Blood transfusion safety firm Cerus Corp. ensured a bit of added financial security after entering a $50 million loan commitment from a subsidiary of Baxter Healthcare Corp.

Cerus will be able to draw down on some or all of the unrestricted five-year loan beginning in January. A 12 percent interest rate will accrue on funds borrowed, with no interest or principal due until 2008. The loan is secured with collateral based on future revenue from sales of Intercept Blood Systems for platelets - a pathogen-inactivation product on which the companies have collaborated.

"Over the years, both companies have invested a lot in these technologies to make blood safer," said Gregory Schafer, Cerus' chief financial officer. "As we now begin to commercialize the products, I think the approval really does validate the marketplace and I think Baxter is highly confident about the product. And this does underscore that."

He said the loan would be used to fund general operations at the Concord, Calif.-based company.

Intercept is a pathogen-inactivation system based on Cerus' Helinx technology, which prevents nucleic acid (DNA and RNA) replication. Cerus is now exploring therapeutic applications of Helinx compounds to treat and prevent diseases, primarily in oncology.

"We've done one clinical trial using the technology in a bone marrow transplant setting for leukemia patients," Schafer said. "We used the compound to treat T lymphocytes that would go along with a stem cell transplant."

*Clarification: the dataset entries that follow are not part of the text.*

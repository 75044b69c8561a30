//! Pure helpers shared by the router, parsers and facade.

pub mod normalizacao;

pub use normalizacao::{
    calcular_digito_verificador_cnj, dobrar_texto, formatar_cnpj, formatar_cpf, limpar_texto,
    normalizar_cnpj, normalizar_cpf, normalizar_numero_processo, parsear_data,
    parsear_valor_monetario, parsear_valor_opcional, segmentos_cnj, somente_digitos,
    validar_cnpj, validar_cpf, validar_numero_cnj, SegmentosCnj,
};
//! Certificate (PKCS12) login over mutual TLS.
//!
//! Needs the `certificate` cargo feature (on by default); without it every
//! attempt fails with [`ScraperError::CertificateUnavailable`]. A bundle is
//! only checked by parsing it; an expired certificate surfaces as a TLS
//! failure during the handshake.

use std::fmt;
use std::path::Path;
use std::sync::Arc;

use async_trait::async_trait;

use super::{AuthContext, AuthMethod, Authenticator, Credentials, concluir_login};
use crate::core::{HttpTransport, TransportRequest, ensure_transport_success};
use crate::error::{ScraperError, ScraperResult};
use crate::modules::session::SessionCache;

/// DER-encoded PKCS12 archive plus its password.
#[derive(Clone)]
pub struct CertificateBundle {
    der: Vec<u8>,
    password: String,
}

impl CertificateBundle {
    pub fn from_der(der: impl Into<Vec<u8>>, password: impl Into<String>) -> Self {
        Self {
            der: der.into(),
            password: password.into(),
        }
    }

    pub fn from_file(path: impl AsRef<Path>, password: impl Into<String>) -> ScraperResult<Self> {
        let path = path.as_ref();
        let der = std::fs::read(path).map_err(|err| {
            ScraperError::Validation(format!("cannot read certificate {}: {err}", path.display()))
        })?;
        Ok(Self::from_der(der, password))
    }

    /// Parses the archive into a TLS client identity.
    #[cfg(feature = "certificate")]
    pub fn identity(&self) -> ScraperResult<reqwest::Identity> {
        reqwest::Identity::from_pkcs12_der(&self.der, &self.password)
            .map_err(|err| ScraperError::Authentication(format!("invalid PKCS12 certificate: {err}")))
    }
}

impl fmt::Debug for CertificateBundle {
    fn fmt(&self, f: &mut fmt::Formatter<'_>) -> fmt::Result {
        f.debug_struct("CertificateBundle")
            .field("bytes", &self.der.len())
            .field("password", &"<redacted>")
            .finish()
    }
}

/// Authenticates by presenting a client certificate to the portal's
/// certificate endpoint.
#[derive(Default, Clone)]
pub struct CertificateAuthenticator {
    transport: Option<Arc<dyn HttpTransport>>,
}

impl CertificateAuthenticator {
    pub fn new() -> Self {
        Self { transport: None }
    }

    /// Uses `transport` instead of building a TLS client from the bundle.
    /// The transport is then responsible for presenting the certificate.
    pub fn with_transport(transport: Arc<dyn HttpTransport>) -> Self {
        Self {
            transport: Some(transport),
        }
    }

    fn transport_for(
        &self,
        bundle: &CertificateBundle,
        user_agent: &str,
    ) -> ScraperResult<Arc<dyn HttpTransport>> {
        if let Some(ref transport) = self.transport {
            return Ok(transport.clone());
        }
        certificate_transport(bundle, user_agent)
    }
}

#[cfg(feature = "certificate")]
fn certificate_transport(
    bundle: &CertificateBundle,
    user_agent: &str,
) -> ScraperResult<Arc<dyn HttpTransport>> {
    bundle.identity()?;
    Ok(Arc::new(
        crate::core::ReqwestTransport::new(user_agent).with_certificate(bundle.clone()),
    ))
}

#[cfg(not(feature = "certificate"))]
fn certificate_transport(
    _bundle: &CertificateBundle,
    _user_agent: &str,
) -> ScraperResult<Arc<dyn HttpTransport>> {
    Err(ScraperError::CertificateUnavailable(
        "crate built without the `certificate` feature".into(),
    ))
}

impl fmt::Debug for CertificateAuthenticator {
    fn fmt(&self, f: &mut fmt::Formatter<'_>) -> fmt::Result {
        f.debug_struct("CertificateAuthenticator")
            .field("custom_transport", &self.transport.is_some())
            .finish()
    }
}

#[async_trait]
impl Authenticator for CertificateAuthenticator {
    fn method(&self) -> AuthMethod {
        AuthMethod::Certificate
    }

    async fn authenticate(
        &self,
        ctx: &AuthContext<'_>,
        credentials: &Credentials,
        _session: &SessionCache,
    ) -> ScraperResult<SessionCache> {
        let Credentials::Certificado(bundle) = credentials else {
            return Err(ScraperError::Validation(
                "certificate login requires certificate credentials".into(),
            ));
        };

        let transport = self.transport_for(bundle, ctx.user_agent)?;
        let dispatcher = ctx.dispatcher.with_transport(transport);
        let target = ctx.tribunal.codigo.as_str();

        let mut working = SessionCache::new(ctx.user_agent, ctx.session_ttl);
        let before = working.cookies.clone();
        let response = dispatcher
            .send(
                target,
                TransportRequest::get(ctx.tribunal.certificado_url()?),
                &mut working,
            )
            .await?;
        let response = ensure_transport_success(response)?;

        concluir_login(ctx, &before, working, &response)
    }
}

Like in blood transfusions, the technology's application is designed to increase safety in transplants.

"The oncology setting is a natural extension for us and the technology," he said.

But its blood transfusion application is nearing commercialization. The system consists of a disposable set containing a light-activated, nucleic acid-targeting compound and an illumination device. Designed to inactivate viruses, bacteria, parasites, other pathogens and white blood cells, it uses the Helinx technology for safer blood transfusions.

"They are compounds that can essentially lock up the DNA and RNA that you would find in bacteria and viruses," Schafer said. "That means that they can't replicate and cause infection, so to the extent that they're in the donated blood, you render them inactive and they can't cause infection in the transfusion recipient."

Intercept, developed through a partnership that dates to 1993, includes three products for blood components that are typically transfused - platelets, plasma and red blood cells. The companies in June received approval in Europe for Intercept's platelet application, triggering a $5 million milestone payment to Cerus from its Deerfield, Ill.-based partner. The CE mark initially applied to the system's disposable set, with approval for the illumination device completed last month to allow the companies a clear path toward commercialization. The U.S. regulatory process is under way.

"It's a broad arrangement to develop any technologies to improve blood safety through pathogen inactivation, but clearly that is the Intercept System," Schafer said. "The agreements work through cost-sharing arrangements and revenue-sharing at the end, once we're post-commercialization."

In the collaboration, Cerus developed the compounds used in the system, while Baxter developed the disposable packaging. The pair still share in clinical trial efforts, which continue for Intercept's plasma and red blood cell products, both in Phase III testing.

Cerus' stock (NASDAQ:CERS) fell 46 cents Thursday to close at $17.82.